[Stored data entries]
= = = = = = =
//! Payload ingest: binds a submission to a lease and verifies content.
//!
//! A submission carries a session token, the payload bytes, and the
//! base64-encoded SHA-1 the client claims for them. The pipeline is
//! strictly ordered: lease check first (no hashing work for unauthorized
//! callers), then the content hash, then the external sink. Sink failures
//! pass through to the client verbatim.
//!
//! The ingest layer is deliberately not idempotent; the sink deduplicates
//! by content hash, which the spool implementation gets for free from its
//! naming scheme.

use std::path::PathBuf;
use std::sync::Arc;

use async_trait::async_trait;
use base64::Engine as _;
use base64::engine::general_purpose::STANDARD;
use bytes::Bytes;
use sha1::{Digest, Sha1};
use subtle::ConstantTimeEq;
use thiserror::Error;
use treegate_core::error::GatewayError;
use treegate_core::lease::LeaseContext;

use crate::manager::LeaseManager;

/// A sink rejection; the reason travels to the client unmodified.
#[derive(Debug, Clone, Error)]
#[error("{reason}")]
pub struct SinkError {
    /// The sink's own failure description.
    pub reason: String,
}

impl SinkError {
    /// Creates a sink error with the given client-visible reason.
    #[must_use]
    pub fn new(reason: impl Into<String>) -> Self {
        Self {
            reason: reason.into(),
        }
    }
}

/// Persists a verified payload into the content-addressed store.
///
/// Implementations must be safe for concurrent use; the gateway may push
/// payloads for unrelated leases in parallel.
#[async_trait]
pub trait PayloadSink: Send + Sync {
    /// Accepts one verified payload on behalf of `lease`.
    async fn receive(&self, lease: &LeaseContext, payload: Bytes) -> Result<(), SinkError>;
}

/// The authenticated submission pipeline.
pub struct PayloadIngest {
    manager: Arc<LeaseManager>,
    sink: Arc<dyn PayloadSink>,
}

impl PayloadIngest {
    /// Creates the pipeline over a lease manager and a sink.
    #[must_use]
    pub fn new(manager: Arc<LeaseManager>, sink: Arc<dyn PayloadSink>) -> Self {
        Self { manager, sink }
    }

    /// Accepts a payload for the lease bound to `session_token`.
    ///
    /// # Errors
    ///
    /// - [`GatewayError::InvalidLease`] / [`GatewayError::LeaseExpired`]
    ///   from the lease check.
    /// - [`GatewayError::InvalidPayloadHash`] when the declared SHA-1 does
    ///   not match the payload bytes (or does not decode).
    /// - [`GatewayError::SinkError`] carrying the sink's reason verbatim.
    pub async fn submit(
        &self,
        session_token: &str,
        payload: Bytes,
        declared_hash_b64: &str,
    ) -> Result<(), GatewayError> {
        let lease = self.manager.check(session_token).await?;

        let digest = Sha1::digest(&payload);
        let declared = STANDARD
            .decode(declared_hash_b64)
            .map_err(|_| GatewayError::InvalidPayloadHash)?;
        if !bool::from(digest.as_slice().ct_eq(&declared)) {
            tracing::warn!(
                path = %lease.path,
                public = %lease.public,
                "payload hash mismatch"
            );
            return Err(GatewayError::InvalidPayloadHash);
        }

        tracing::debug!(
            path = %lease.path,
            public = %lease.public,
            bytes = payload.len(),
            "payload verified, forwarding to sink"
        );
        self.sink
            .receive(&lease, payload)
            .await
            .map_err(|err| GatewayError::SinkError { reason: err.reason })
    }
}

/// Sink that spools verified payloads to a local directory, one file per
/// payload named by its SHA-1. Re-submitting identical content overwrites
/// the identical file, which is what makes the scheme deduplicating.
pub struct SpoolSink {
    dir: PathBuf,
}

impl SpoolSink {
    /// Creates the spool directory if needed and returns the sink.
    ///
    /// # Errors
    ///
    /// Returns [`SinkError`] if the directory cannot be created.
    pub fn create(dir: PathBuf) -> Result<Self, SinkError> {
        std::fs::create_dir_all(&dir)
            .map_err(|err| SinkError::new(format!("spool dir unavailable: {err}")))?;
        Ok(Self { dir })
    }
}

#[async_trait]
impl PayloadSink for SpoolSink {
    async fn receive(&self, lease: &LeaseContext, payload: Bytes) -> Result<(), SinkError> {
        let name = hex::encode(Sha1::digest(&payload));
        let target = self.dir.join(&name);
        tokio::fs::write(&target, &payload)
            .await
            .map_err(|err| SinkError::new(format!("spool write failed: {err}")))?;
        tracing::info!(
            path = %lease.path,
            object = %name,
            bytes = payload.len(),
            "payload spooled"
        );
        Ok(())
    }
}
= = = = = = =
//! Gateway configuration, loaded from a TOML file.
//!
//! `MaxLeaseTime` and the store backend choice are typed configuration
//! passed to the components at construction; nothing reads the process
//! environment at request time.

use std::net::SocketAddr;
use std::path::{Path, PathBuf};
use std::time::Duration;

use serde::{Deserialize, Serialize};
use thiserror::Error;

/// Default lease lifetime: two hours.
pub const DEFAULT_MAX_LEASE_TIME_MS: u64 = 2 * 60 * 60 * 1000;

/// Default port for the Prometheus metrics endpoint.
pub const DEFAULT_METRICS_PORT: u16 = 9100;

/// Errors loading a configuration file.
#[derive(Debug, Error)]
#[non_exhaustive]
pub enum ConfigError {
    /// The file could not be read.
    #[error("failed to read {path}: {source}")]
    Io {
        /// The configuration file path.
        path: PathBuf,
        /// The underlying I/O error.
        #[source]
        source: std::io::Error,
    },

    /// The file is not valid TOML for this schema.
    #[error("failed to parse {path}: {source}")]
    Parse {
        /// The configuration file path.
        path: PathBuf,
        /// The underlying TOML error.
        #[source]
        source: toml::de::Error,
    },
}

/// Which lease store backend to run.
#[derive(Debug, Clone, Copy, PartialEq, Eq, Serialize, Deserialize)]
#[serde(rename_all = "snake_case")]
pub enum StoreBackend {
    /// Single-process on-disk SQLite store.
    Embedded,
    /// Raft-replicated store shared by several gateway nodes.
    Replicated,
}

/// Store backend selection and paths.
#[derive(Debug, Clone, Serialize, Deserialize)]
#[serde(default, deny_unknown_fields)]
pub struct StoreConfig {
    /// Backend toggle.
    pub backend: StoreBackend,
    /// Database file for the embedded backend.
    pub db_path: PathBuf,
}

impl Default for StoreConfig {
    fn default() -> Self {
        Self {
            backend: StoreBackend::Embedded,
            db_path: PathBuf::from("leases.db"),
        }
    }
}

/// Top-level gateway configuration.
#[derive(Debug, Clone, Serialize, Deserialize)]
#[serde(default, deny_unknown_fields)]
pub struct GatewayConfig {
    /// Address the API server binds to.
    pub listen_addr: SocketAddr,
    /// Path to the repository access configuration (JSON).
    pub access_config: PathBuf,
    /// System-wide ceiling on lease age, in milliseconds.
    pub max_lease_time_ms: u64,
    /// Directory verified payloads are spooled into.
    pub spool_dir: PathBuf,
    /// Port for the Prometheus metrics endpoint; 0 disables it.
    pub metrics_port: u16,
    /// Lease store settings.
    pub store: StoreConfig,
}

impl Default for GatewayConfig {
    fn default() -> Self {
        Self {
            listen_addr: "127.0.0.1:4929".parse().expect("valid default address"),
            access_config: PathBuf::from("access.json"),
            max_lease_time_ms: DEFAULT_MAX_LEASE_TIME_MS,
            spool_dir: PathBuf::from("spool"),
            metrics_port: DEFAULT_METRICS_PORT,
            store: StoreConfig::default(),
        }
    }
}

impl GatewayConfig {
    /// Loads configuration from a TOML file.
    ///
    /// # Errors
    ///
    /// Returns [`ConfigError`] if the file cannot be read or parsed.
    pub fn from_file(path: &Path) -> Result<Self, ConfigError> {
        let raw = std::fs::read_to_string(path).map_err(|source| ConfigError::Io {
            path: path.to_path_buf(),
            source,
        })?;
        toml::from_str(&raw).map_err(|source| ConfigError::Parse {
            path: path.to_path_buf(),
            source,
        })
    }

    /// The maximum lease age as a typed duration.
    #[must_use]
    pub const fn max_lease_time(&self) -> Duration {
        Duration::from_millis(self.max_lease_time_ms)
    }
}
= = = = = = =
## What is expected
Provide the number of lines above that include the string "InvalidPayloadHash", with no other words.

## Answer
3